Records drawn from a dataset
:::::

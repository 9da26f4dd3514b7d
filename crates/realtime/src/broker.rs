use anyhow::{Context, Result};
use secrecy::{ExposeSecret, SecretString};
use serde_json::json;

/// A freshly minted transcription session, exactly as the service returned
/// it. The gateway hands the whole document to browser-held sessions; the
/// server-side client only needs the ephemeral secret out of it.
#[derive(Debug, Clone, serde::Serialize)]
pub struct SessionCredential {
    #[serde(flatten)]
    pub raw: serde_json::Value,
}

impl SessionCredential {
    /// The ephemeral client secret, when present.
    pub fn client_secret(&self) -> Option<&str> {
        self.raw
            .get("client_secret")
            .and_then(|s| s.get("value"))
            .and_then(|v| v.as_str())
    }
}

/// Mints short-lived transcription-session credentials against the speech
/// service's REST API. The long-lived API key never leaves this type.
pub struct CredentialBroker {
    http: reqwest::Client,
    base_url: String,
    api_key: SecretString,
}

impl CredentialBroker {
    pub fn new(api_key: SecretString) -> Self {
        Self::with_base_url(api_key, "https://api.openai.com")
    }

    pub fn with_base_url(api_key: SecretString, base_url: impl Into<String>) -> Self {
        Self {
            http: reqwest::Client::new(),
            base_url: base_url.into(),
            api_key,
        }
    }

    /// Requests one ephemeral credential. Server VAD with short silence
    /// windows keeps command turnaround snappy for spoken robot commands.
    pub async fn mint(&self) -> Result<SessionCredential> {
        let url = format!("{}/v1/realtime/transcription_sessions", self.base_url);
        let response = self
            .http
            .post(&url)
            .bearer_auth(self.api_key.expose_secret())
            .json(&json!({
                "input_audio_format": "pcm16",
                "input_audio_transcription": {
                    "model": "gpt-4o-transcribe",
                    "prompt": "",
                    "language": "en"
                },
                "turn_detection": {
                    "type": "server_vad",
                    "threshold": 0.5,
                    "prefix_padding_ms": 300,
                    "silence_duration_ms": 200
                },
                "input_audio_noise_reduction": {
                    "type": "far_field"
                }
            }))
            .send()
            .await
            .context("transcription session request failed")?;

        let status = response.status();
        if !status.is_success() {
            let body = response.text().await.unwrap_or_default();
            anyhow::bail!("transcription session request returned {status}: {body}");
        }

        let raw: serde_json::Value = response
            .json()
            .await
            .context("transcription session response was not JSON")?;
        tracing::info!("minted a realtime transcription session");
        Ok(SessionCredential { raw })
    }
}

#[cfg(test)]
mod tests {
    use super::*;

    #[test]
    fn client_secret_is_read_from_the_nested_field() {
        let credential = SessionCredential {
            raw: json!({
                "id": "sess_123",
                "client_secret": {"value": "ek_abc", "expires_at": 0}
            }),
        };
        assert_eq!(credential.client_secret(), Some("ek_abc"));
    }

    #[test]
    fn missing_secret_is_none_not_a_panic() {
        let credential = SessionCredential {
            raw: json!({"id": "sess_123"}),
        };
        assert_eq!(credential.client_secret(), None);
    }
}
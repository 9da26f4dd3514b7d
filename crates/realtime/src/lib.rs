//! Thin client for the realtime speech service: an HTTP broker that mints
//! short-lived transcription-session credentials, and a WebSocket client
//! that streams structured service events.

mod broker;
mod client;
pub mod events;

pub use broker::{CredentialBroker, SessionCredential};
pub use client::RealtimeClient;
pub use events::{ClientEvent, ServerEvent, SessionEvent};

:::::

Throughout the data above, report every line that contains the string "body".

## ANSWER FOR THIS EXERCISE
            let body = response.text().await.unwrap_or_default();
            anyhow::bail!("transcription session request returned {status}: {body}");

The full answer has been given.